Insofar as indemnification for liability arising under the Securities Act of 1933 may be permitted to trustees, officers and controlling persons of the Registrant pursuant to the foregoing provisions, or otherwise, the Registrant has been advised that in the opinion of the Securities and Exchange Commission such indemnification is against public policy as expressed in the Act and is, therefore, unenforceable.
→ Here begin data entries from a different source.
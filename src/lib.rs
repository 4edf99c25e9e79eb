//! # channelboard
//!
//! Leptos + WASM frontend for the channel-analytics application: a catalog
//! registration form for content channels, per-channel statistics charts,
//! and a discussion-topic board.
//!
//! This crate contains pages, components, the REST gateway, client state,
//! static enumeration data, and the localization table. The form lifecycle
//! lives in the sibling `forms` crate and the time-series presentation logic
//! in the sibling `charts` crate; this crate wires both into the reactive
//! UI layer.

pub mod app;
pub mod components;
pub mod data;
pub mod i18n;
pub mod net;
pub mod pages;
pub mod state;

/// Browser entry point: set up panics + logging, then mount the app.
#[cfg(feature = "hydrate")]
#[wasm_bindgen::prelude::wasm_bindgen]
pub fn hydrate() {
    console_error_panic_hook::set_once();
    let _ = console_log::init_with_level(log::Level::Info);
    leptos::mount::hydrate_body(app::App);
}
//! Channel statistics page: one chart panel per metric.

use leptos::prelude::*;
use leptos_router::hooks::use_params_map;

use charts::Metric;

use crate::components::stats_block::StatsBlock;
use crate::i18n::t;

/// Statistics page for one channel, read from the `/channel/:id` route.
#[component]
pub fn ChannelPage() -> impl IntoView {
    let params = use_params_map();
    let channel_id = move || params.read().get("id").unwrap_or_default();

    view! {
        <div class="channel-page">
            <h1 class="channel-page__title">{t("stats.pageTitle")}</h1>
            <div class="channel-page__grid">
                {move || {
                    let id = channel_id();
                    view! {
                        <StatsBlock channel_id=id.clone() metric=Metric::Subscribers/>
                        <StatsBlock channel_id=id.clone() metric=Metric::Views/>
                        <StatsBlock channel_id=id.clone() metric=Metric::TotalViews/>
                        <StatsBlock
                            channel_id=id.clone()
                            metric=Metric::EngagementRate
                            max=100.0
                            float=true
                            percent=true
                        />
                        <StatsBlock channel_id=id.clone() metric=Metric::Posts/>
                        <StatsBlock
                            channel_id=id
                            metric=Metric::Involvement
                            float=true
                            percent=true
                        />
                    }
                }}
            </div>
        </div>
    }
}
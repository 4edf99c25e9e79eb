//! Discussion topics page: list plus create-topic modal.

use leptos::prelude::*;

use crate::components::topic_create_modal::TopicCreateModal;
use crate::i18n::t;

/// Topics page — lists every topic and hosts the creation modal.
#[component]
pub fn TopicsPage() -> impl IntoView {
    let topics = LocalResource::new(|| crate::net::api::fetch_topics());
    let show_create = RwSignal::new(false);

    view! {
        <div class="topics-page">
            <header class="topics-page__header">
                <h1>{t("topics.title")}</h1>
                <button class="btn btn--primary" on:click=move |_| show_create.set(true)>
                    {t("topics.create")}
                </button>
            </header>

            <Suspense fallback=move || view! { <p class="topics-page__loading">"Loading..."</p> }>
                {move || {
                    topics
                        .get()
                        .map(|list| {
                            if list.is_empty() {
                                view! { <p class="topics-page__empty">{t("topics.empty")}</p> }
                                    .into_any()
                            } else {
                                view! {
                                    <div class="topics-page__list">
                                        {list
                                            .into_iter()
                                            .map(|topic| {
                                                view! {
                                                    <article class="topic-card">
                                                        <h2 class="topic-card__name">{topic.name}</h2>
                                                        <p class="topic-card__description">
                                                            {topic.description}
                                                        </p>
                                                        <span class="topic-card__link">{topic.link}</span>
                                                    </article>
                                                }
                                            })
                                            .collect::<Vec<_>>()}
                                    </div>
                                }
                                    .into_any()
                            }
                        })
                }}
            </Suspense>

            <Show when=move || show_create.get()>
                <TopicCreateModal opened=show_create topics=topics/>
            </Show>
        </div>
    }
}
In the event that a claim for indemnification against such liabilities (other than the payment by the Registrant of expenses incurred or paid by a trustee, officer or controlling person of the Registrant in the successful defense of any action, suit or proceeding) is asserted by such trustee, officer or controlling person in connection with the securities being registered, the Registrant will, unless in the opinion of its counsel the matter has been settled by controlling precedent, submit to a court of appropriate jurisdiction the question whether such indemnification by it is against public policy as expressed in the Act and will be governed by the final adjudication of such issue. 

 

The Registrant has also entered into Indemnification Agreements with each of its trustees which provide that the Registrant shall advance expenses and indemnify and hold harmless each trustee in certain circumstances against any expenses incurred by a trustee in any proceeding arising out of or in connection with the trustee's service to the Registrant, to the maximum extent permitted by the Delaware Statutory Trust Act, the Securities Act of 1933 and the Investment Company Act of 1940, and which provide for certain procedures in connection with such advancement of expenses and indemnification.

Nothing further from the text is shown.